= Forced confessions in Iran =

According to various human rights groups and observers, the Islamic Republic of Iran has systematically used forced confessions against political dissidents and other prisoners, where individuals are forced to confess to crimes they did not commit under torture or other duress. Such confessions are often prominently broadcast on national television.

==History and frequency==
Forced confessions were first televised by Iran in the years following the 1979 Iranian Revolution, with regular targets including suspected communists and insurgents. In 2007, Human Rights Watch stated they had documented cases of torture to coerce confessions in Tehran's Evin Prison. In July 2009, Iran's Basij militia lieutenant commander stated that so many confessions were obtained following the 2009 Iranian presidential election protests crackdown that the media could not broadcast them all even over a long period. A 2014 United Nations Special Rapporteur on Human Rights report found that 70% of interviewed detainees in Iran claimed coerced information or confessions were used in their hearings.

In June 2020, the International Federation for Human Rights (FIDH) and its member organization Justice for Iran (JFI) released a report finding that between 2009 and 2019, Iranian state-owned media Islamic Republic of Iran Broadcasting (IRIB) broadcast the forced confessions of about 355 individuals and defamatory content against at least 505 individuals. The report was the outcome of more than 1,500 hours of research and analysis of over 150 programs and 13 in-depth interviews with victims of forced confessions. In the first month of the 2025–2026 Iranian protests, according to the Human Rights Activists in Iran advocacy group, at least 240 forced confessions were aired on television.

==Format==
===Content===
According to historian Ervand Abrahamian in 1999, the public e'terafat in Iran are not simply confessions, but "political and ideological recantation(s)". They come in a variety of forms, "pretrial testimonials; in chest-beating letters; in mea culpa memoirs; press conferences, 'debates', and 'roundtable discussions, but most commonly in videotaped 'interviews' and 'conversations' aired on prime-time television." The standard form in the time of Ayatollah Khomeini began with an introduction hailing Imam Khomeini with all of his titles (Founder of the Islamic Republic, leader of the Islamic Revolution, etc.) The recanter "emphasised the interview was entirely voluntary and that the speaker had come forth willingly to warn others of the pitfalls awaiting them if they deviated from the Khatt-e Imam [line of the Imam] Then followed condemnation of the prisoner's organisation, beliefs, comrades. Ended with thanks to the wardens [for the opportunity to] see the light. It hoped that the sincere repentance and the Imam's compassion would pave the way for forgiveness, redemption, ... [however, if] the Imam chose not to forgive, that too would be understandable in light of the enormity of the crimes."

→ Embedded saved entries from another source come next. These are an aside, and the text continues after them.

// SPDX-FileCopyrightText: 2026 Bruno Meilick
// SPDX-License-Identifier: LicenseRef-Nereid-FreeUse-NoCopy-NoDerivatives
//
// All rights reserved.
//
// This file is part of Sequin and is proprietary software.
// Unauthorized copying, modification, or distribution is prohibited.

//! Edit operations for sequence diagrams.
//!
//! Operations never touch the model they are given. Header-level edits change a copy of the
//! model, timeline edits change its canonical statement list; either way the result is
//! re-assembled, so every model an operation returns is one the parser could have produced.
//! Timeline positions are addressed by `order`.

use serde::{Deserialize, Serialize};
use tracing::debug;

use crate::format::mermaid::sequence::{
    assemble, is_color, lower, normalize_newlines, BlockStart, Branch, Declaration, Directive,
    Lowered, MessageStatement, NoteStatement, Statement,
};
use crate::format::mermaid::{validate_mermaid_ident, Diagnostic, MermaidIdentError};
use crate::model::{
    ActivationMarker, ArrowType, Autonumber, NotePlacement, NoteTargets, ParticipantId,
    ParticipantKind, SequenceAst, SequenceBlockKind, SequenceBox, SequenceEvent,
    SequenceParticipant,
};

#[derive(Debug, Clone, PartialEq, Eq, Serialize, Deserialize)]
#[serde(tag = "op", rename_all = "snake_case")]
pub enum SeqOp {
    AddParticipant {
        id: ParticipantId,
        #[serde(default)]
        kind: ParticipantKind,
        #[serde(default)]
        label: Option<String>,
    },
    UpdateParticipant {
        id: ParticipantId,
        patch: SeqParticipantPatch,
    },
    /// Fails while any message, note or activation still references the participant.
    RemoveParticipant {
        id: ParticipantId,
    },
    /// Adds a participant that appears mid-diagram (`create participant`). Without `before` it
    /// is created after the last statement.
    CreateParticipant {
        id: ParticipantId,
        #[serde(default)]
        kind: ParticipantKind,
        #[serde(default)]
        label: Option<String>,
        #[serde(default)]
        before: Option<usize>,
    },
    /// Destroys `id` right after the message at `after`, which must involve it.
    DestroyParticipant {
        id: ParticipantId,
        after: usize,
    },
    AddBox {
        #[serde(default)]
        label: Option<String>,
        #[serde(default)]
        color: Option<String>,
        members: Vec<ParticipantId>,
    },
    RemoveBox {
        index: usize,
    },
    /// Inserts before the statement at `before`, or at the end of the timeline.
    InsertMessage {
        #[serde(default)]
        before: Option<usize>,
        message: MessageSpec,
    },
    UpdateMessage {
        order: usize,
        patch: SeqMessagePatch,
    },
    InsertNote {
        #[serde(default)]
        before: Option<usize>,
        note: NoteSpec,
    },
    UpdateNote {
        order: usize,
        text: String,
    },
    InsertActivation {
        #[serde(default)]
        before: Option<usize>,
        participant: ParticipantId,
        marker: ActivationMarker,
    },
    /// Removes one timeline statement. Removing a block start unwraps the block; removing a
    /// section start merges it into the previous section.
    RemoveStatement {
        order: usize,
    },
    /// Wraps the statements from `first` to `last` (inclusive) in a new block.
    WrapInBlock {
        first: usize,
        last: usize,
        block: BlockSpec,
    },
    /// Appends an `else`/`and`/`option` section to the block starting at `block`.
    AddSection {
        block: usize,
        #[serde(default)]
        label: Option<String>,
    },
    SetBlockLabel {
        block: usize,
        label: Option<String>,
    },
    SetAutonumber {
        autonumber: Option<Autonumber>,
    },
    SetTitle {
        title: Option<String>,
    },
}

#[derive(Debug, Clone, PartialEq, Eq, Serialize, Deserialize)]
pub struct MessageSpec {
    pub from: ParticipantId,
    pub to: ParticipantId,
    pub arrow: ArrowType,
    #[serde(default)]
    pub text: Option<String>,
    #[serde(default)]
    pub source_activation: Option<ActivationMarker>,
    #[serde(default)]
    pub target_activation: Option<ActivationMarker>,
}

impl MessageSpec {
    pub fn new(from: ParticipantId, to: ParticipantId, arrow: ArrowType) -> Self {
        Self {
            from,
            to,
            arrow,
            text: None,
            source_activation: None,
            target_activation: None,
        }
    }

    pub fn with_text(mut self, text: impl Into<String>) -> Self {
        self.text = Some(text.into());
        self
    }

    pub fn activating_target(mut self) -> Self {
        self.target_activation = Some(ActivationMarker::Activate);
        self
    }

    pub fn deactivating_source(mut self) -> Self {
        self.source_activation = Some(ActivationMarker::Deactivate);
        self
    }
}

#[derive(Debug, Clone, PartialEq, Eq, Serialize, Deserialize)]
pub struct NoteSpec {
    pub placement: NotePlacement,
    pub targets: Vec<ParticipantId>,
    pub text: String,
}

#[derive(Debug, Clone, PartialEq, Eq, Serialize, Deserialize)]
pub struct BlockSpec {
    pub kind: SequenceBlockKind,
    /// Not allowed on `rect`.
    #[serde(default)]
    pub label: Option<String>,
    /// `rect` only.
    #[serde(default)]
    pub color: Option<String>,
}

impl BlockSpec {
    pub fn labelled(kind: SequenceBlockKind, label: impl Into<String>) -> Self {
        Self {
            kind,
            label: Some(label.into()),
            color: None,
        }
    }

    pub fn rect(color: impl Into<String>) -> Self {
        Self {
            kind: SequenceBlockKind::Rect,
            label: None,
            color: Some(color.into()),
        }
    }
}

/// `None` leaves a field unchanged.
#[derive(Debug, Clone, PartialEq, Eq, Default, Serialize, Deserialize)]
#[serde(default)]
pub struct SeqParticipantPatch {
    pub kind: Option<ParticipantKind>,
    pub label: Option<Option<String>>,
}

/// `None` leaves a field unchanged.
#[derive(Debug, Clone, PartialEq, Eq, Default, Serialize, Deserialize)]
#[serde(default)]
pub struct SeqMessagePatch {
    pub from: Option<ParticipantId>,
    pub to: Option<ParticipantId>,
    pub arrow: Option<ArrowType>,
    pub text: Option<Option<String>>,
    pub source_activation: Option<Option<ActivationMarker>>,
    pub target_activation: Option<Option<ActivationMarker>>,
}

#[derive(Debug, Clone, PartialEq, Eq)]
pub struct ApplyResult {
    pub ast: SequenceAst,
    pub applied: usize,
    /// Diagnostics of the final re-assembly; informational only.
    pub diagnostics: Vec<Diagnostic>,
}

#[derive(Debug, Clone, PartialEq, Eq, thiserror::Error)]
pub enum ApplyError {
    #[error("participant not found: {id}")]
    NotFound { id: ParticipantId },
    #[error("participant already exists: {id}")]
    AlreadyExists { id: ParticipantId },
    #[error("participant {id} is still referenced by the timeline")]
    InUse { id: ParticipantId },
    #[error("invalid participant id {id}: {reason}")]
    InvalidIdent {
        id: ParticipantId,
        reason: MermaidIdentError,
    },
    #[error("no timeline statement at order {order}")]
    UnknownOrder { order: usize },
    #[error("statement at order {order} is not a {expected}")]
    UnexpectedStatement {
        order: usize,
        expected: &'static str,
    },
    #[error("the end of a block cannot be removed on its own (order {order})")]
    NotRemovable { order: usize },
    #[error("statements {first}..={last} do not form a balanced range")]
    InvalidRange { first: usize, last: usize },
    #[error("invalid block: {reason}")]
    InvalidBlock { reason: &'static str },
    #[error("`{kind}` blocks have no further sections")]
    NoSections { kind: &'static str },
    #[error("invalid note: {reason}")]
    InvalidNote { reason: &'static str },
    #[error("message at order {order} does not involve {id}")]
    NotInvolved { order: usize, id: ParticipantId },
    #[error("invalid box: {reason}")]
    InvalidBox { reason: &'static str },
    #[error("participant {id} already belongs to a box")]
    AlreadyBoxed { id: ParticipantId },
    #[error("box not found: {index}")]
    BoxNotFound { index: usize },
}

/// Applies `ops` in sequence. Either all of them apply or none do.
pub fn apply_ops(ast: &SequenceAst, ops: &[SeqOp]) -> Result<ApplyResult, ApplyError> {
    if ops.is_empty() {
        return Ok(ApplyResult {
            ast: ast.clone(),
            applied: 0,
            diagnostics: Vec::new(),
        });
    }

    let mut current = ast.clone();
    let mut diagnostics = Vec::new();
    for (index, op) in ops.iter().enumerate() {
        let (next, op_diagnostics) = apply_seq_op(&current, op).inspect_err(|err| {
            debug!(index, %err, "edit operation rejected");
        })?;
        current = next;
        diagnostics = op_diagnostics;
    }

    debug!(
        applied = ops.len(),
        timeline_len = current.timeline_len(),
        "applied edit operations"
    );
    Ok(ApplyResult {
        ast: current,
        applied: ops.len(),
        diagnostics,
    })
}

include!("ops_impl.rs");

#[cfg(test)]
mod tests;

Public forced confessions in the 21st century have often had defendants admit to an alleged manipulation by or cooperation with Western organizations to bring about a color revolution in Iran. Nancy Updike observed in 2009 that "people in Iran who have never met each other have nevertheless been confessing to a lot of the same things, in a lot of the same ways, for at least 10 years".

===Techniques===
Techniques used to extract confessions have included whipping, most often on the soles of the feet; deprivation of sleep; suspension from the ceiling and high walls; twisting of forearms until they broke; crushing of hands and fingers between metal presses; insertion of sharp instruments under the fingernails; cigarette burns; submersion under water; standing in one place for hours on end; mock executions; and physical threats against family members. While the constitution of the Islamic Republic explicitly outlaws shekanjeh (torture) and the use of coerced confessions, other laws are employed to allow coercion. Up to 74 lashings can be administered for 'lying to the authorities', and a defendant may be found guilty of lying by a cleric in the process of interrogating the defendant. Thus "clerical interrogators can give indefinite series of 74 lashings until they obtain 'honest answers. From the moment they arrived in prison, through their interrogation prisoners were asked if they were willing to give an "interview". (mosahebah) "Some remained incarcerated even after serving their sentences simply because they declined the honour of being interviewed."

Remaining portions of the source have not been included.